Dopo una pausa coincidente con l’organizzazione del vertice virtuale del G20, nel dicembre 2020 le autorità saudite hanno ripreso a colpire i difensori dei diritti umani e chiunque avesse una visione critica nei confronti dell’operato del governo.
Secondo i dati di Amnesty International, tra il 2013 e il 2021 sono stati svolti procedimenti giudiziari per reati di opinione nei confronti di almeno 64 persone. Attualmente, 39 di loro restano in carcere. Altre sono state poste in libertà condizionale, col divieto di viaggiare all’estero, al termine della pena o stanno attendendo ancora il processo.
Nel 2021 vi sono state almeno 40 esecuzioni capitali, più del doppio di quelle registrate l’anno precedente.
“Le autorità saudite dovrebbero comprendere che il miglior modo di promuovere sé stesse è quello di rispettare i diritti umani.
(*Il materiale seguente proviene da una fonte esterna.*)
//! CLI module for the FIGI mapping cache
//!
//! - `serve`: HTTP API server
//! - `resolve`: resolve one batch from a file or stdin
//! - `invoke`: run a gateway event through the mapping or admin function
//! - `cache`: inspect and clear the cache
//! - `archive`: look up archived mappings

pub mod archive;
pub mod cache;
pub mod invoke;
pub mod resolve;
pub mod serve;

use std::io::Read;
use std::path::Path;

use anyhow::Context;
use clap::{Parser, Subcommand};

use crate::config::AppConfig;
use crate::infrastructure::logging;

/// FIGI mapping cache - cache-aside resolver for the OpenFIGI mapping API
#[derive(Parser)]
#[command(name = "figi-mapping-cache")]
#[command(version, about, long_about = None)]
pub struct Cli {
    #[command(subcommand)]
    pub command: Command,
}

#[derive(Subcommand)]
pub enum Command {
    /// Run the HTTP API server
    Serve,

    /// Resolve a JSON array of lookups and print the results
    Resolve(resolve::ResolveArgs),

    /// Handle a gateway event and print the gateway response
    Invoke(invoke::InvokeArgs),

    /// Cache administration
    Cache(cache::CacheArgs),

    /// Print the archived mappings of one lookup identifier
    Archive(archive::ArchiveArgs),
}

/// Loads `.env`, the layered configuration and logging
pub(crate) fn bootstrap() -> anyhow::Result<AppConfig> {
    dotenvy::dotenv().ok();

    let config = AppConfig::load().context("Failed to load configuration")?;
    logging::init_logging(&config.logging);

    Ok(config)
}

/// Reads a file, or stdin when the path is absent or `-`
pub(crate) fn read_input(path: Option<&Path>) -> anyhow::Result<String> {
    match path {
        Some(path) if path != Path::new("-") => std::fs::read_to_string(path)
            .with_context(|| format!("Failed to read {}", path.display())),
        _ => {
            let mut input = String::new();
            std::io::stdin()
                .read_to_string(&mut input)
                .context("Failed to read stdin")?;
            Ok(input)
        }
    }
}

#[cfg(test)]
mod tests {
    use super::*;
    use clap::CommandFactory;

    #[test]
    fn test_cli_definition() {
        Cli::command().debug_assert();
    }

    #[test]
    fn test_parse_resolve_with_ordering() {
        let cli = Cli::parse_from(["figi-mapping-cache", "resolve", "batch.json", "--ordering", "hits_first"]);

        match cli.command {
            Command::Resolve(args) => {
                assert_eq!(args.input.as_deref(), Some(Path::new("batch.json")));
                assert_eq!(args.ordering, Some(crate::domain::OrderingPolicy::HitsFirst));
            }
            _ => panic!("expected resolve command"),
        }
    }

    #[test]
    fn test_parse_archive() {
        let cli = Cli::parse_from(["figi-mapping-cache", "archive", "TICKER_AAPL", "--pretty"]);

        match cli.command {
            Command::Archive(args) => {
                assert_eq!(args.id, "TICKER_AAPL");
                assert!(args.pretty);
            }
            _ => panic!("expected archive command"),
        }
    }

    #[test]
    fn test_read_input_from_file() {
        let path = std::env::temp_dir().join("figi-mapping-cache-cli-input.json");
        std::fs::write(&path, "[]").unwrap();

        assert_eq!(read_input(Some(&path)).unwrap(), "[]");
        std::fs::remove_file(path).ok();
    }
}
Se vogliono essere percepite in modo diverso, devono rilasciare immediatamente e senza condizioni tutte le persone in carcere per aver espresso pacificamente le loro opinioni, abolire i divieti di viaggio e istituire una moratoria sulla pena di morte”, ha dichiarato Heba Morayef, direttrice di Amnesty International per il Medio Oriente e l’Africa del Nord.
“Ogni soggetto che organizza grandi eventi sportivi in Arabia Saudita, come il Gran premio di Formula 1, dovrebbe identificare, mitigare o prevenire violazioni dei diritti umani cui potrebbe direttamente o indirettamente contribuire”, ha aggiunto Morayef.